Bryan's Little Corner of Hell

RPG

Resources for TSR's legacy AD&D (designed for 2nd Edition)

Resources for Star Wars D6 from West End Games

  • Mandalorian Sector
  • Reynolds Prime
  • Warlord Zinj
  • Imperial Remnant
  • Bounties
  • Rogers Republic
  • Imported Aliens
  • Pirates and Slavers
  • New sections of space and other map additions

Resources for a new game

 

My Role-Playing history...

I spent many years playing TSR games.  AD&D was the first RPG I ever played and the second one I ran as a Dungeon Master/Game Master/Storyteller. 

I'll be honest, I never have liked the D&D 3 or later.  I liked THAC0.  It was fast and easy and kept us from even considering creating crazy armor bonuses to deal with monsters.  It worked okay for the computer game, Neverwinter Nights, but any basic mechanics could have been put in place and that game would have rocked.

Updated inserted comment regarding D&D...I got to both play and DM a D&D game.  The mechanics are better than D&D 3 in many ways, though some of it is still overly complex.  And, it's obvious that they're trying to strip out as many of the "Gygax" elements as they can...probably due to the way that guys like Gygax and others screwed around before the company was taken and sold.  There's a good book about TSR out there...I'll try to post something about it later.

Now, for the youngsters...there was Dungeons & Dragons before D&D 3.0 and D20 did not mean TSR/Wizards of the Coast/Hasbro's copyrighted set of mechanics.  It referred to the basic dice pool.  Otherwise, Palladium Books would have been sued out of business before they got started.

My first RPG where I ran a game was TMNT from Palladium Systems.  I graduated to their other game lines, including Rifts.  Rifts was an awesome concept.  Personally, I did not care for the mechanics.  Too many numbers.  And battles took forever for any Palladium game.

I bought the classic, "Basic" box set D&D and the "Masters" box set.  Unfortunately, many of my games tended to follow the template of the Dungeon included in the Basic set.  It took me years to shake that from my practice. 

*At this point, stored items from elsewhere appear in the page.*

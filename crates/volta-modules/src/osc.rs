//! Voltage controlled oscillators.
//!
//! An [`Osc`] reads a pitch CV and writes one audio sample per CV sample.
//! The CV is in semitones on top of the range and fine tuning: with
//! [`Range::R8`] and [`fine`]`(&StdTuning)` a CV of `69.0` plays A440, so a
//! MIDI key stream can drive it directly.

use crate::shaper;
use crate::tuning::Tuning;
use volta_core::{
    Config, Configurable, Processor, Reader, Result, RingBuffer, Writer, V,
};

/// Amplitude and direction of a waveform.
///
/// [`Polarity::NEGATIVE`] inverts the wave; magnitudes other than one scale it.
#[derive(Debug, Clone, Copy, PartialEq)]
pub struct Polarity(pub V);

impl Polarity {
    pub const POSITIVE: Polarity = Polarity(1.0);
    pub const NEGATIVE: Polarity = Polarity(-1.0);
}

impl Default for Polarity {
    fn default() -> Self {
        Self::POSITIVE
    }
}

/// Pipe-organ footage. `Lo` is the LFO range; each step up is one octave.
#[derive(Debug, Clone, Copy, PartialEq, Eq, PartialOrd, Ord, Default)]
pub enum Range {
    #[default]
    Lo,
    R32,
    R16,
    R8,
    R4,
    R2,
}

impl Range {
    fn octave(self) -> i32 {
        self as i32
    }
}

/// Frequency in Hz for a range and fine tuning in semitones.
pub fn tone(range: Range, fine: f64) -> f64 {
    (range.octave() as f64 + fine / 12.0).exp2()
}

/// Fine tuning that makes [`Range::R8`] track MIDI keys in `tuning`.
pub fn fine<T: Tuning + ?Sized>(tuning: &T) -> f64 {
    12.0 * tuning.a4_hz().log2() - 105.0
}

#[derive(Debug, Clone, Copy, PartialEq)]
pub enum Waveform {
    Sine,
    Triangle,
    Saw,
    /// High for `width` of each cycle, `0..=1`.
    Pulse { width: V },
}

impl Waveform {
    pub const SQUARE: Waveform = Waveform::Pulse { width: 0.5 };

    /// Value at `phase` (cycles, any real).
    #[inline]
    pub fn evaluate(&self, phase: f64) -> V {
        match *self {
            Waveform::Sine => shaper::sine(phase),
            Waveform::Triangle => shaper::triangle(phase),
            Waveform::Saw => shaper::sawtooth(phase),
            Waveform::Pulse { width } => {
                if phase.rem_euclid(1.0) < width {
                    1.0
                } else {
                    -1.0
                }
            }
        }
    }
}

/// Pitch CV in, audio out.
pub struct Osc {
    waveform: Waveform,
    polarity: Polarity,
    offset: V,
    range: Range,
    fine: f64,
    phase: f64,
    sample_rate: f64,
    pitch: RingBuffer,
}

impl Osc {
    pub fn new(waveform: Waveform, polarity: Polarity, range: Range, fine: f64) -> Self {
        Self {
            waveform,
            polarity,
            offset: 0.0,
            range,
            fine,
            phase: 0.0,
            sample_rate: Config::default().sample_rate_f64(),
            pitch: RingBuffer::new(),
        }
    }

    pub fn sine(polarity: Polarity, range: Range, fine: f64) -> Self {
        Self::new(Waveform::Sine, polarity, range, fine)
    }

    pub fn triangle(polarity: Polarity, range: Range, fine: f64) -> Self {
        Self::new(Waveform::Triangle, polarity, range, fine)
    }

    pub fn saw(polarity: Polarity, range: Range, fine: f64) -> Self {
        Self::new(Waveform::Saw, polarity, range, fine)
    }

    pub fn square(polarity: Polarity, range: Range, fine: f64) -> Self {
        Self::new(Waveform::SQUARE, polarity, range, fine)
    }

    /// Pulse wave with duty cycle `width` (clamped to `0..=1`) around `offset`.
    pub fn pulse(polarity: Polarity, offset: V, range: Range, fine: f64, width: V) -> Self {
        let mut osc = Self::new(
            Waveform::Pulse {
                width: width.clamp(0.0, 1.0),
            },
            polarity,
            range,
            fine,
        );
        osc.offset = offset;
        osc
    }

    pub fn waveform(&self) -> Waveform {
        self.waveform
    }

    /// Phase in cycles, `0..1`.
    pub fn phase(&self) -> f64 {
        self.phase
    }

    pub fn reset_phase(&mut self) {
        self.phase = 0.0;
    }

    #[inline]
    fn tick(&mut self, cv: V) -> V {
        let v = self.polarity.0 * self.waveform.evaluate(self.phase) + self.offset;
        let hz = tone(self.range, self.fine + cv);
        self.phase = (self.phase + hz / self.sample_rate).fract();
        v
    }
}

impl Reader for Osc {
    fn read(&mut self, buf: &mut [V]) -> Result<usize> {
        let n = self.pitch.read_block(buf);
        for v in &mut buf[..n] {
            *v = self.tick(*v);
        }
        Ok(n)
    }
}

impl Writer for Osc {
    fn write(&mut self, buf: &[V]) -> Result<usize> {
        Ok(self.pitch.write_block(buf))
    }

    fn configurable(&mut self) -> Option<&mut dyn Configurable> {
        Some(self)
    }
}

impl Processor for Osc {}

impl Configurable for Osc {
    fn set_config(&mut self, config: &Config) -> Result<()> {
        self.sample_rate = config.sample_rate_f64();
        Ok(())
    }
}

A couple of years later, I got into AD&D, which boasted some significant improvements.  Yes, it was Second Edition.  I also had some First Edition books and blended the two (common practice at the time) and borrowed a few monsters from the Masters D&D box set (such as the Athatch and Nucklavee).  I built my own game world and started tuning the players into more of a focused purpose.  My last few games, after I'd revised vampires to be something fearsome, I had the players hunting nests of the Undead.  I'd abandoned gold=xp and switched to more of a "role-play and actions and monsters killed = xp" approach.

A friend of mine talked me into trying Whitewolf Studios "Vampire: The Masquerade."  After playing his games for several months, I began buying game books and started on my own "Alternate History" world to build out my own games from.  I prefer the classic, "Vampire: The Masquerade" from the Old World of Darkness, as well as the rest of the OWoD systems.  I even liked the D10 system of "Aberrant" -- White Wolf's superhero game.  I did not care for the trend I saw, nor the writings of one of the big-wig editors...the company had transformed from a "do it your way" to a "yeah, we said do it your way, but if you do it this way, you suck."  I disliked their reboot of the World of Darkness immensely.  The OWoD was not perfect, but it had lots going for it.

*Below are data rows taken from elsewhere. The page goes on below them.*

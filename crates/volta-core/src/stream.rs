//! Stream contract implemented by every module.
//!
//! A module produces samples through [`Reader`], consumes them through
//! [`Writer`], and does both as a [`Processor`]. Optional capabilities
//! ([`Configurable`], [`Close`]) are discovered at wiring time through
//! [`Writer::configurable`] and [`Writer::closer`], never through concrete
//! type knowledge.

use crate::config::Config;
use crate::sample::V;
use crate::{Error, Result};

/// Produces samples.
pub trait Reader: Send {
    /// Fill `buf` with up to `buf.len()` samples and return how many were
    /// produced.
    ///
    /// `Ok(0)` for a non-empty `buf` signals end-of-stream. Depending on the
    /// module this may be permanent (a closed channel) or only mean "nothing
    /// buffered right now" (an empty ring buffer).
    fn read(&mut self, buf: &mut [V]) -> Result<usize>;
}

/// Consumes samples.
pub trait Writer: Send {
    /// Consume `buf` and return how many samples were accepted.
    ///
    /// Accepting fewer than `buf.len()` samples without an error is a short
    /// write and is fatal to the owning pipeline.
    fn write(&mut self, buf: &[V]) -> Result<usize>;

    /// Configuration capability, if the module has one.
    fn configurable(&mut self) -> Option<&mut dyn Configurable> {
        None
    }

    /// Close capability, if the module has one.
    fn closer(&mut self) -> Option<&mut dyn Close> {
        None
    }
}

/// A block processor: writes go in, reads come out.
pub trait Processor: Reader + Writer {
    /// Preferred block size. Zero means no preference.
    ///
    /// Reads and writes may use any size; this is only a hint.
    fn block_size(&self) -> usize {
        0
    }
}

/// Modules that derive state from the global [`Config`].
pub trait Configurable {
    /// Apply `config`. Called once at wiring time and possibly again later.
    fn set_config(&mut self, config: &Config) -> Result<()>;
}

/// Modules holding resources that must be released at teardown.
pub trait Close {
    fn close(&mut self) -> Result<()>;
}

impl<R: Reader + ?Sized> Reader for Box<R> {
    #[inline]
    fn read(&mut self, buf: &mut [V]) -> Result<usize> {
        (**self).read(buf)
    }
}

impl<W: Writer + ?Sized> Writer for Box<W> {
    #[inline]
    fn write(&mut self, buf: &[V]) -> Result<usize> {
        (**self).write(buf)
    }

    fn configurable(&mut self) -> Option<&mut dyn Configurable> {
        (**self).configurable()
    }

    fn closer(&mut self) -> Option<&mut dyn Close> {
        (**self).closer()
    }
}

impl<P: Processor + ?Sized> Processor for Box<P> {
    fn block_size(&self) -> usize {
        (**self).block_size()
    }
}

impl<R: Reader + ?Sized> Reader for &mut R {
    #[inline]
    fn read(&mut self, buf: &mut [V]) -> Result<usize> {
        (**self).read(buf)
    }
}

impl<W: Writer + ?Sized> Writer for &mut W {
    #[inline]
    fn write(&mut self, buf: &[V]) -> Result<usize> {
        (**self).write(buf)
    }
}

/// Adapts a plain [`Reader`] into a [`Processor`] so it can sit at the
/// producer end of a chain.
///
/// The producer end is never written to; a write is rejected.
pub struct Source<R> {
    inner: R,
}

impl<R: Reader> Source<R> {
    pub fn new(inner: R) -> Self {
        Self { inner }
    }

    pub fn into_inner(self) -> R {
        self.inner
    }
}

impl<R: Reader> Reader for Source<R> {
    #[inline]
    fn read(&mut self, buf: &mut [V]) -> Result<usize> {
        self.inner.read(buf)
    }
}

impl<R: Reader> Writer for Source<R> {
    fn write(&mut self, _buf: &[V]) -> Result<usize> {
        Err(Error::Unsupported("write to a source-only stream"))
    }
}

impl<R: Reader> Processor for Source<R> {}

One of my problems with most RPGs is that the characters have levels, a holdover from the wargaming era.  And with these levels, the character gets increased hit-points.  Why should some veteran be able to take unnatural amounts of damage just because he's a vet?  In real life, anybody can die by a single gunshot wound to the right location.  White Wolf solved this by having "health levels" that were standard and static, only modified if the character was extra large or extra small.  And even then, never increased simply due to experience. 

The Old World of Darkness mechanics were also simple to implement.  Realistic enough to seem decent but simple enough to not spend all night in combat.  A few things required in-house tweaks, but what game doesn't?

Anyways, I'll add more stuff to this page as time permits.